Italia seconda solo alla Bulgaria per mortalità per Covid fra gli anziani
Fino al decollo ufficiale della campagna vaccinale, l’Italia è stata seconda solo alla Bulgaria per percentuale di morti rispetto ai casi di positività ufficialmente registrati, con un valore pari al 3,1%. Il dato è simile a quello di Grecia e Ungheria. Eppure, è significativamente sopra la media (2,4%). Se l’età media di chi ha contratto la malattia è di 48 anni, quella di chi non ce l’ha fatta è di 81 anni. Il 92% dei decessi si collocava infatti al di sopra dei 65 anni e il 61,7% al di sopra degli 80. Un dato che trova conferma nel sesto Rapporto Istat-Istituto Superiore di Sanità sull’impatto dell’epidemia Covid-19 sulla mortalità totale della popolazione residente nel 2020 e nel periodo gennaio-aprile 2021: un decesso su cinque nella fascia di età 65-79 anni è stato causato dal Covid. Mai un tasso di mortalità così alto dal secondo dopoguerra. Perché?
La mortalità per Covid fra gli anziani non dipende solo dalla salute
L’INAPP ha preso in considerazione non solo le condizioni di salute, ma anche gli indicatori relativi a occupazione, partecipazione alla vita sociale, vita indipendente, in salute e sicurezza, ambienti abilitanti per l’invecchiamento attivo. Valori sui quali è costruito l’Active Ageing Index, l’indice sviluppato dall’UNECE (United Nations Economic Commission for Europe). Fra questi, ad esempio, lo stile di vita, come l’esercizio fisico e la vita indipendente, il reddito, l’accesso alle cure, l’assenza di rischio di povertà o la possibilità di accedere ad opportunità formative. Tutti fattori migliori in una prospettiva di invecchiamento attivo. L’INAPP ha rilevato che, più questi fattori migliorano, più diminuisce l’impatto letale della pandemia sugli anziani.
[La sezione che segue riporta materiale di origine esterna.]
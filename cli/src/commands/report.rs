use anyhow::Result;
use chrono::Local;

use glyco_core::service::GlycoService;

use super::helpers::{no_neg_zero, parse_date, print_glucose_summary, print_json, print_meal_detail};
use super::note::print_note;

pub(crate) fn cmd_report(svc: &GlycoService, date: Option<String>, json: bool) -> Result<()> {
    let date = parse_date(date)?;
    let report = svc.daily_report_in(date, &Local)?;

    if json {
        return print_json(&report);
    }

    println!("=== {} ===\n", report.date);

    println!("  GLUCOSE");
    if report.glucose.count == 0 {
        println!("  No readings");
    } else {
        print_glucose_summary(&report.glucose);
    }
    println!();

    println!("  MEALS ({})", report.meal_count);
    for detail in &report.meals {
        print_meal_detail(detail);
    }
    println!(
        "  TOTAL: {:.0} kcal | C:{:.1}g | est. insulin {:.1} U",
        no_neg_zero(report.calories),
        no_neg_zero(report.carbs),
        no_neg_zero(report.estimated_insulin_units)
    );
    println!(
        "  LOGGED INSULIN: {:.1} U in {} injection(s)",
        no_neg_zero(report.logged_insulin_units),
        report.insulin_injections
    );

    if let Some(note) = &report.note {
        println!();
        print_note(note);
    }

    Ok(())
}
Gli anziani più penalizzati sono donne, del Sud, poco istruiti, più poveri
Le dimensioni dell’invecchiamento attivo esaminate non si manifestano però in maniera omogenea in tutta la popolazione anziana. Considerando gli indicatori socio-anagrafici tra il 2007 e il 2016, emerge una maggiore penalizzazione delle donne, di chi vive al Sud Italia, delle persone con livelli di istruzione più bassi. “Ma è il reddito che ha avuto una influenza più significativa – evidenzia l’INAPP -, se si pensa che ad un livello basso è corrisposto, sempre tra il 2007 e il 2016, addirittura un peggioramento di 1,2 punti, mentre a livello intermedio il decremento è stato di soli 0,1 punti”. Così come i livelli di istruzione, la dimensione geografica, gli stili di vita hanno un impatto diretto sulle condizioni di salute.
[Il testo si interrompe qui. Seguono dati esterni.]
use std::collections::HashSet;
use std::future::Future;
use std::path::Path;
use std::sync::{Mutex, MutexGuard, PoisonError};

use anyhow::{Context, Result, bail};
use chrono::{NaiveDate, NaiveTime, TimeZone, Utc};

use crate::db::Database;
use crate::glucose::{
    DEFAULT_TARGET_HIGH, DEFAULT_TARGET_LOW, GlucoseSample, GlucoseSummary, TargetRange,
    TimeWindow, summarize,
};
use crate::models::{DailyReport, Food, MealDetail, NewFood, validate_food_data};
use crate::nutrition::{CarbRatio, DEFAULT_CARB_RATIO};

pub const TARGET_LOW_KEY: &str = "target_low_mg_dl";
pub const TARGET_HIGH_KEY: &str = "target_high_mg_dl";
pub const CARB_RATIO_KEY: &str = "carb_ratio_g_per_unit";

/// Remote food database.
///
/// The CLI implements this with reqwest against OpenFoodFacts; tests use an
/// in-memory mock.
pub trait FoodLookupProvider: Send + Sync {
    fn search(&self, query: &str) -> impl Future<Output = Result<Vec<NewFood>>> + Send;
    fn lookup_barcode(
        &self,
        barcode: &str,
    ) -> impl Future<Output = Result<Option<NewFood>>> + Send;
}

pub struct GlycoService {
    db: Mutex<Database>,
}

impl GlycoService {
    pub fn new(db_path: &Path) -> Result<Self> {
        let db = Database::open(db_path)?;
        Ok(Self { db: Mutex::new(db) })
    }

    pub fn new_in_memory() -> Result<Self> {
        let db = Database::open_in_memory()?;
        Ok(Self { db: Mutex::new(db) })
    }

    /// Lock the store. Never hold the guard across an `.await`.
    pub fn db(&self) -> MutexGuard<'_, Database> {
        self.db.lock().unwrap_or_else(PoisonError::into_inner)
    }

    // --- Settings ---

    fn setting_f64(db: &Database, key: &str) -> Result<Option<f64>> {
        db.get_setting(key)?
            .map(|v| {
                v.parse::<f64>()
                    .with_context(|| format!("Invalid value '{v}' for setting {key}"))
            })
            .transpose()
    }

    pub fn target_range(&self) -> Result<TargetRange> {
        let db = self.db();
        let low = Self::setting_f64(&db, TARGET_LOW_KEY)?.unwrap_or(DEFAULT_TARGET_LOW);
        let high = Self::setting_f64(&db, TARGET_HIGH_KEY)?.unwrap_or(DEFAULT_TARGET_HIGH);
        Ok(TargetRange::new(low, high)?)
    }

    pub fn set_target_range(&self, low: f64, high: f64) -> Result<TargetRange> {
        let range = TargetRange::new(low, high)?;
        let db = self.db();
        db.set_setting(TARGET_LOW_KEY, &range.low().to_string())?;
        db.set_setting(TARGET_HIGH_KEY, &range.high().to_string())?;
        tracing::info!(low, high, "target range updated");
        Ok(range)
    }

    /// Forget the stored range and fall back to the default.
    pub fn reset_target_range(&self) -> Result<TargetRange> {
        let db = self.db();
        db.delete_setting(TARGET_LOW_KEY)?;
        db.delete_setting(TARGET_HIGH_KEY)?;
        tracing::info!("target range reset to default");
        Ok(TargetRange::default())
    }

    pub fn carb_ratio(&self) -> Result<CarbRatio> {
        let db = self.db();
        let grams = Self::setting_f64(&db, CARB_RATIO_KEY)?.unwrap_or(DEFAULT_CARB_RATIO);
        Ok(CarbRatio::new(grams)?)
    }

    pub fn set_carb_ratio(&self, grams_per_unit: f64) -> Result<CarbRatio> {
        let ratio = CarbRatio::new(grams_per_unit)?;
        self.db()
            .set_setting(CARB_RATIO_KEY, &ratio.grams_per_unit().to_string())?;
        tracing::info!(grams_per_unit, "carb ratio updated");
        Ok(ratio)
    }

    pub fn reset_carb_ratio(&self) -> Result<CarbRatio> {
        self.db().delete_setting(CARB_RATIO_KEY)?;
        tracing::info!("carb ratio reset to default");
        Ok(CarbRatio::default())
    }

    // --- Foods ---

    /// Stores a manually entered food. Barcodes must be unique.
    pub fn add_food(&self, food: &NewFood) -> Result<Food> {
        validate_food_data(food)?;
        let db = self.db();
        if let Some(code) = &food.barcode {
            if db.get_food_by_barcode(code)?.is_some() {
                bail!("A food with barcode '{code}' already exists");
            }
        }
        db.insert_food(food)
    }

    // --- Meals ---

    pub fn meal_detail(&self, id: i64) -> Result<MealDetail> {
        let ratio = self.carb_ratio()?;
        self.db().get_meal_detail(id, &ratio)
    }

    pub fn meal_details(&self, window: Option<TimeWindow>) -> Result<Vec<MealDetail>> {
        let ratio = self.carb_ratio()?;
        self.db().list_meal_details(
            window.map(|w| w.start),
            window.map(|w| w.end),
            &ratio,
        )
    }

    // --- Statistics ---

    pub fn glucose_statistics(&self, window: TimeWindow) -> Result<GlucoseSummary> {
        let range = self.target_range()?;
        let readings = self
            .db()
            .list_glucose_readings(Some(window.start), Some(window.end))?;
        let samples: Vec<GlucoseSample> = readings
            .iter()
            .map(|r| GlucoseSample {
                value_mg_dl: r.value_mg_dl,
                at: r.measured_at,
            })
            .collect();
        Ok(summarize(&samples, window, range))
    }

    /// Summary of one calendar day as observed in `tz`.
    pub fn daily_report_in<Tz: TimeZone>(&self, date: NaiveDate, tz: &Tz) -> Result<DailyReport> {
        let window = day_window_in(date, tz)?;
        let glucose = self.glucose_statistics(window)?;
        let meals = self.meal_details(Some(window))?;

        let db = self.db();
        let insulin = db.list_insulin_records(Some(window.start), Some(window.end))?;
        let note = db.get_daily_note(date)?;

        Ok(DailyReport {
            date: date.format("%Y-%m-%d").to_string(),
            glucose,
            meal_count: meals.len(),
            calories: meals.iter().map(|m| m.totals.calories).sum(),
            carbs: meals.iter().map(|m| m.totals.carbs).sum(),
            estimated_insulin_units: meals
                .iter()
                .map(|m| m.totals.estimated_insulin_units)
                .sum(),
            meals,
            logged_insulin_units: insulin.iter().map(|r| r.dose_units).sum(),
            insulin_injections: insulin.len(),
            note,
        })
    }

    // --- Orchestrated lookups (search local, call provider if needed, cache results) ---

    /// Search local DB first, then call the provider for remote results, cache them, and
    /// return a deduplicated list.
    pub async fn search_and_cache<P: FoodLookupProvider>(
        &self,
        provider: &P,
        query: &str,
    ) -> Result<Vec<Food>> {
        let local = self.db().search_foods_local(query)?;
        let remote = provider.search(query).await?;
        tracing::debug!(query, local = local.len(), remote = remote.len(), "food search");

        let db = self.db();
        let mut cached_remote: Vec<Food> = Vec::new();
        for food in &remote {
            match db.upsert_food_by_barcode(food) {
                Ok(f) => cached_remote.push(f),
                Err(e) => tracing::warn!(name = %food.name, "failed to cache food: {e:#}"),
            }
        }

        let mut all = local;
        let mut seen: HashSet<i64> = all.iter().map(|f| f.id).collect();
        for f in cached_remote {
            if seen.insert(f.id) {
                all.push(f);
            }
        }

        Ok(all)
    }

    /// Look up a barcode: check local cache first, then call the provider, cache and return.
    pub async fn barcode_lookup<P: FoodLookupProvider>(
        &self,
        provider: &P,
        code: &str,
    ) -> Result<Option<Food>> {
        let cached = self.db().get_food_by_barcode(code)?;
        if let Some(cached) = cached {
            tracing::debug!(code, "barcode served from cache");
            return Ok(Some(cached));
        }

        let Some(mut new_food) = provider.lookup_barcode(code).await? else {
            return Ok(None);
        };
        if new_food.barcode.is_none() {
            new_food.barcode = Some(code.to_string());
        }
        let food = self.db().upsert_food_by_barcode(&new_food)?;
        tracing::info!(code, id = food.id, "cached food from barcode lookup");
        Ok(Some(food))
    }
}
In più – segnala l’indagine -, l’essere ospitato in residenze assistite “ha apparentemente rappresentato per una porzione significativa di persone anziane un ulteriore fattore di rischio”. Questo rispetto a chi risiedeva presso le proprie abitazioni. Secondo il report, infatti, mancanza di personale, difficoltà o impossibilità di trasferimento di ospiti contagiati presso strutture ospedaliere o isolamento in camere singole, il fatto di superare la soglia dei 60 ospiti e il livello di diffusione del virus nell’area geografica circostante hanno rappresentato alcuni dei fattori positivamente associati alla diffusione dell’infezione all’interno delle RSA.
Contro la fragilità, investire nell’invecchiamento attivo
“Prevenzione sul piano sanitario, diete salutari, esercizio fisico, mantenimento di attività cognitive, fruizione attiva del tempo libero, relazioni sociali ed affettive, transizioni graduali verso l’abbandono degli impegni lavorativi – spiega Sebastiano Fadda, presidente INAPP – costituiscono assi su cui sviluppare concrete politiche di sostegno. Questa dovrebbe essere la strada da perseguire perché l’anziano continui ad essere artefice del proprio benessere e non solo oggetto di assistenza”. Dunque, contro la vulnerabilità e fragilità, messa a nudo dalla pandemia, è urgente sviluppare un sistema organico di politiche di sostegno all’invecchiamento attivo. Per gli anziani di oggi e di domani.